今の時代はデジタル化が進み、今のビジネスがこの先も存在しているのかどうか、わからない世の中になっています。ただそうしたときも、最後には心の持ち方、物事の考え方という「基本」が何よりも大切だと感じます。私にとって『道をひらく』は、悩んだときに基本に立ち返るための本です。

物事の基本を学ぶうえでは、わかりやすい入門書が役立ちます。

岩崎夏海『もし高校野球の女子マネージャーがドラッカーの『マネジメント』を読んだら』(新潮文庫)のような、小説仕立ての入門書もいいですし、羽賀翔一『漫画 君たちはどう生きるか』(マガジンハウス)のように、名作を基に描かれたコミックスもお勧めできます。

▼新たな視点で世界をとらえる歴史書
東北勤務で初めて知った「賊軍」旧会津藩士の過酷な運命

歴史の光と影を実感

日本最初の鉄道は1872(明治5)年に新橋・横浜間で開通しました。
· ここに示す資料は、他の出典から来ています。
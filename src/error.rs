//! Typed error kinds for the scanning core.
//!
//! The library surfaces structured errors via [`ScanError`]; the CLI
//! boundary (`main.rs`) wraps configuration and I/O failures with
//! `anyhow::Context` before printing them.

use thiserror::Error;

/// One of the error kinds a scan can fail with.
///
/// `PartialReadTolerated` from the design notes is deliberately absent
/// here: a short read is a normal return value, not a failure.
#[derive(Error, Debug)]
pub enum ScanError {
    #[error("invalid configuration: {0}")]
    Config(String),

    #[error("could not open source `{source_name}`: {cause}")]
    SourceOpen {
        source_name: String,
        #[source]
        cause: std::io::Error,
    },

    #[error("out of range: {0}")]
    OutOfRange(String),

    #[error("read error on source `{source_name}`: {cause}")]
    OsRead {
        source_name: String,
        #[source]
        cause: std::io::Error,
    },

    #[error("scan cancelled")]
    Cancelled,

    #[error("sink error: {0}")]
    Sink(String),
}

/// Convenience alias; named `ScanOutcome` (not `ScanResult`) to avoid
/// clashing with `sink::ScanResult`, the emitted-record type.
pub type ScanOutcome<T> = std::result::Result<T, ScanError>;
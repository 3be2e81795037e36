//! Extracts printable, Unicode-block-filtered text runs from binary
//! byte sources and from live process memory.
//!
//! The crate root wires together the constant-time classifier (C1),
//! the block set (C2), the three streaming decoders (C3), the filter
//! (C4), the sink (C5), and the scan orchestrator (C6); `process`
//! supplies the classifier (P1) and stream (P2) used by process
//! sources. `main.rs` is a thin `clap`-based front end over
//! [`config::ScanConfig`].

pub mod blockset;
pub mod classify;
pub mod config;
pub mod decode;
pub mod error;
pub mod filter;
pub mod orchestrator;
pub mod process;
pub mod sink;
pub mod source;

/// A running byte offset into a source; wide enough for any file or
/// process-memory region this crate will ever address.
pub type ByteCounter = u64;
大政奉還からわずか5年後のことです。以後、日本では鉄道中心の街づくりが進むことになります。

戊辰戦争の傷跡が残る会津若松の鶴ヶ城。(読売新聞/AFLO=写真)

それにともない、当初は輸入していた車両を国産化し、線路や車両のメンテナンスのレベルも高くなりました。それは明治の先人たちが、日本の鉄道を自分たちの手でつくっていったおかげです。鉄道の歴史には技術を学ぼうという強い意欲、大胆な発想、そして日本という国を発展させていこうという高い志がありました。その延長線上に今の私たちはあるのです。

しかし歴史には光だけではなく影もあります。歴史における「敗者」の存在にも目配りしなければならないと痛感したのは、JR東日本の仙台支社に勤務していたころのことです。

仙台支社には土地柄、福島県の旧会津藩出身の社員も多くいました。その人たちから折々に聞かされたのが、戊辰戦争で明治政府軍と戦った会津藩の矜持と、藩士たちがその後にたどった過酷な運命のことです。その後、活字になっているものはないかと探して読んだのが、石光真人『ある明治人の記録』(中公新書)です。

主人公の柴五郎は会津の武家の生まれで、戊辰戦争では祖母、母、姉、さらには7歳の妹まで亡くしています。柴自身も故郷を追われ、父とともに旧会津藩主が明治政府から与えられた下北半島の領地に移住し、雪に閉ざされた荒野で餓死寸前の悲惨な生活を体験します。そして必死の思いで東京に出て、食うや食わずの生活を続けながら、陸軍幼年学校の入学試験を突破し、軍人の道を歩み始めるのです。